Второй период. 1914–1917
Глава десятая
Любови уготована плохая судьба,
как и всему, что случается в сказках,
чему невозможно что-либо противопоставить
с того момента как закончилось волшебство.
Марсель Пруст.
Обретенное время
В первые дни войны только парижские кокотки остались в стороне от всеобщей лихорадки. Всюду — от вокзалов до бульваров — царило мстительное оживление. С пылом были разгромлены лавочки, принадлежавшие, по слухам или на самом деле, немцам или австро-венграм. По любому поводу распевали «Марсельезу», на каждом шагу поминали «грязных бошей», а в обиход вошли новые слова, весьма странные для тех, кто жил за счет торговли своими прелестями. Эти строгие напыщенные выражения повторялись повсюду, их можно было увидеть в любой газете: долг перед родиной, героическая жертва. Тут был целый список добродетелей; если случайно заходила речь о предназначении женщин во время войны, все хором говорили о самоотверженности матерей, возвышенном благородстве жен, чистом и святом рвении дочерей и сестер. Время удовольствий закончилось.
Наконец, паника охватила и содержанок. Война застала их врасплох в кафе-танго, где они тихонечко дожидались начала дачного сезона, уверенные в том, что слухи о мобилизации были лишь дипломатическим кривлянием, поскольку совершенно невозможно, чтобы великие и богатые мира сего не выступили бы этим летом, как и всегда, на той единственной подходящей сцене, имя которой Довиль, пляж, «Нормандия». Некоторые светлые умы пытались избавить этих дам от их слепоты. Как притчу, им напоминали историю одного из пассажиров «Титаника», отказывавшегося верить в правдоподобность кораблекрушения: он остался в своем кресле, наблюдая затухающие огоньки в порфировых плошках и повторяя до последней минуты, пока корабль не погрузился в темноту: «Нет, это невозможно, потому что завтра бал…»
— Какие ужасные истории! — возражали кокотки. — А я вам говорю, что через десять дней мы будем в Довиле, эти дрязги не продлятся больше двух недель, мой министр меня в этом уверил!
— Ваш министр, может быть, это и говорил, мадам, — вежливо отвечали им, — но генералы заявляют, что, вероятно, война затянется месяца на три.
— Три месяца! Болтовня, вздор! Я вас умоляю!
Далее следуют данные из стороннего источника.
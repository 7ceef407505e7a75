//! Cross-validation of content against sibling sources
//!
//! Compares one item's body with independently collected copies from other
//! sources, tallies agreement, and derives a consensus confidence. A pair
//! "matches" when its diff-ratio similarity meets the configured threshold.

use chrono::Utc;
use ordered_float::OrderedFloat;
use tracing::{debug, instrument};

use credence_common::{
    ConsensusValue, ContentItem, Contradiction, SourceComparison, ValidationRecord,
    VerificationStatus,
};

use crate::config::CrossValidationSettings;
use crate::similarity::compare_content;

/// Difference lines kept per recorded contradiction
const CONTRADICTION_DIFF_LIMIT: usize = 10;

/// Characters kept per contradiction snippet
const SNIPPET_LEN: usize = 200;

/// Validates items by comparing them across sources
pub struct CrossValidator {
    settings: CrossValidationSettings,
}

impl CrossValidator {
    /// Create a validator
    pub fn new(settings: CrossValidationSettings) -> Self {
        Self { settings }
    }

    /// Current similarity threshold
    pub fn similarity_threshold(&self) -> f64 {
        self.settings.similarity_threshold
    }

    /// Set the similarity threshold; values outside [0, 1] are rejected
    pub fn set_similarity_threshold(&mut self, threshold: f64) -> credence_common::Result<()> {
        if !(0.0..=1.0).contains(&threshold) {
            return Err(credence_common::CredenceError::InvalidInput(format!(
                "similarity threshold out of range: {threshold}"
            )));
        }
        self.settings.similarity_threshold = threshold;
        Ok(())
    }

    /// Cross-validate an item against sibling items from other sources
    #[instrument(skip(self, item, siblings), fields(item = %item.id, siblings = siblings.len()))]
    pub fn validate(&self, item: &ContentItem, siblings: &[ContentItem]) -> ValidationRecord {
        if siblings.is_empty() {
            return self.unvalidated(item);
        }

        let mut comparisons = Vec::with_capacity(siblings.len());
        let mut contradictions = Vec::new();

        for sibling in siblings {
            let cmp = compare_content(
                item.body(),
                sibling.body(),
                self.settings.similarity_threshold,
                self.settings.max_differences,
            );
            if !cmp.is_matching {
                contradictions.push(Contradiction {
                    source_id: sibling.source_id,
                    similarity: cmp.similarity,
                    differences: cmp
                        .differences
                        .iter()
                        .take(CONTRADICTION_DIFF_LIMIT)
                        .cloned()
                        .collect(),
                    primary_snippet: snippet(item.body()),
                    contradicting_snippet: snippet(sibling.body()),
                });
            }
            comparisons.push(SourceComparison {
                source_id: sibling.source_id,
                similarity: cmp.similarity,
                is_matching: cmp.is_matching,
                differences: cmp.differences,
            });
        }

        // Strongest agreement first; stable output for audit readers
        comparisons.sort_by_key(|c| std::cmp::Reverse(OrderedFloat(c.similarity)));

        let total = comparisons.len() as u32;
        let matching = comparisons.iter().filter(|c| c.is_matching).count() as u32;
        let contradicting = total - matching;

        let agreement_percentage = matching as f64 / total as f64 * 100.0;
        let is_validated = agreement_percentage >= 50.0;
        let validation_status = validation_status(agreement_percentage);
        let confidence = confidence_score(matching, total);

        let supporting_sources = comparisons
            .iter()
            .filter(|c| c.is_matching)
            .map(|c| c.source_id)
            .collect();

        debug!(
            matching,
            contradicting, agreement_percentage, confidence, "Cross-validation completed"
        );

        ValidationRecord {
            id: uuid::Uuid::new_v4(),
            content_item_id: item.id,
            is_validated,
            validation_status,
            matching_sources_count: matching,
            contradicting_sources_count: contradicting,
            consensus: ConsensusValue::PrimaryEcho(item.body().to_string()),
            confidence_score: Some(confidence),
            agreement_percentage: Some(agreement_percentage),
            comparisons,
            detail_note: None,
            contradictions,
            supporting_sources,
            created_at: Utc::now(),
            validated_at: is_validated.then(Utc::now),
        }
    }

    /// Record for an item with nothing to compare against
    fn unvalidated(&self, item: &ContentItem) -> ValidationRecord {
        ValidationRecord {
            id: uuid::Uuid::new_v4(),
            content_item_id: item.id,
            is_validated: false,
            validation_status: VerificationStatus::Pending,
            matching_sources_count: 0,
            contradicting_sources_count: 0,
            consensus: ConsensusValue::NotComputed,
            confidence_score: None,
            agreement_percentage: None,
            comparisons: Vec::new(),
            detail_note: Some("No related data available for cross-validation".to_string()),
            contradictions: Vec::new(),
            supporting_sources: Vec::new(),
            created_at: Utc::now(),
            validated_at: None,
        }
    }
}

/// Consensus confidence from the agreement ratio
///
/// One comparison halves the base (low-sample penalty); five or more
/// scale it by 1.2 capped at 1.0 (high-sample bonus).
pub fn confidence_score(matching: u32, total: u32) -> f64 {
    if total == 0 {
        return 0.0;
    }
    let base = matching as f64 / total as f64;
    match total {
        1 => base * 0.5,
        n if n >= 5 => (base * 1.2).min(1.0),
        _ => base,
    }
}

/// Status from the agreement percentage: 80/50 bands
pub fn validation_status(agreement_percentage: f64) -> VerificationStatus {
    if agreement_percentage >= 80.0 {
        VerificationStatus::Verified
    } else if agreement_percentage >= 50.0 {
        VerificationStatus::Flagged
    } else {
        VerificationStatus::Failed
    }
}

fn snippet(text: &str) -> String {
    text.chars().take(SNIPPET_LEN).collect()
}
Это всем известно: военные никогда ничего не понимали в войне!
Потом, на мгновение обеспокоившись, они поправляли свои жемчуга, румянились и припудривались перед новым танцем.
И лишь 3 августа, а для более непонятливых 5 и 6 августа, стало очевидно, что в этом году сезон в Довиле пропал. Хуже того, в воздухе Парижа запахло добродетелью. Улицы заполняли офицеры и солдаты, все обнимали матерей, сестер, детей, одетых в темные цвета. В таких условиях совершенно невозможно было обновлять моду, придуманную Пуаре к летнему сезону. Начали с того, что отложили в шкафы платья для танцев, божественно шуршавшие шелка лунного света, усыпанные серебряными блестками, тафту с вышитыми вокруг груди раковинами. Нельзя было и подумать о том, чтобы выйти посреди всех армейских униформ в одеянии ценой на вес золота, в прозрачной тунике времен Империи с завышенной талией, в изысканном капоре образца эпохи Директории, с легкомысленными зонтиками, расшитыми гладью в пастельных тонах. Что касается костюмов для яхты, для пляжа — чистые сокровища, сущее разорение! — их нужно было выбрасывать: в следующем году мода уже изменится.
Итак, с большим сожалением кокотки перешли к английским костюмам, к строгим маленьким вещицам, слишком закрытым — настоящее несчастье в такие жаркие дни. Приличия требовали сукна, саржи, фетра, габардина. А цвета, боже мой! Не говоря уже о серо-стальной гамме, серых жемчужных, серо-коричневых тонах, можно было использовать зеленый хаки или скромный пепельно-голубой. Вытаскивали из коробок самые маленькие шляпки, какие только можно было найти, малюсенькие шапочки с короткими перьями в том духе, что надевали аристократки во время благотворительных визитов. На корсажи не отваживались налепить ничего, кроме буржуазных брошей; самые лицемерные вытащили старинные кресты или крестильные медальки, выловленные таинственным образом на дне ящика с подвязками. Наконец, с покрасневшими, отмытыми от краски глазами, с очищенными от лака ногтями, едва присыпав пудрой ненарумяненные щеки, осмелившись лишь на самые легкие духи, они решались выйти на улицу, изображая из себя невинность.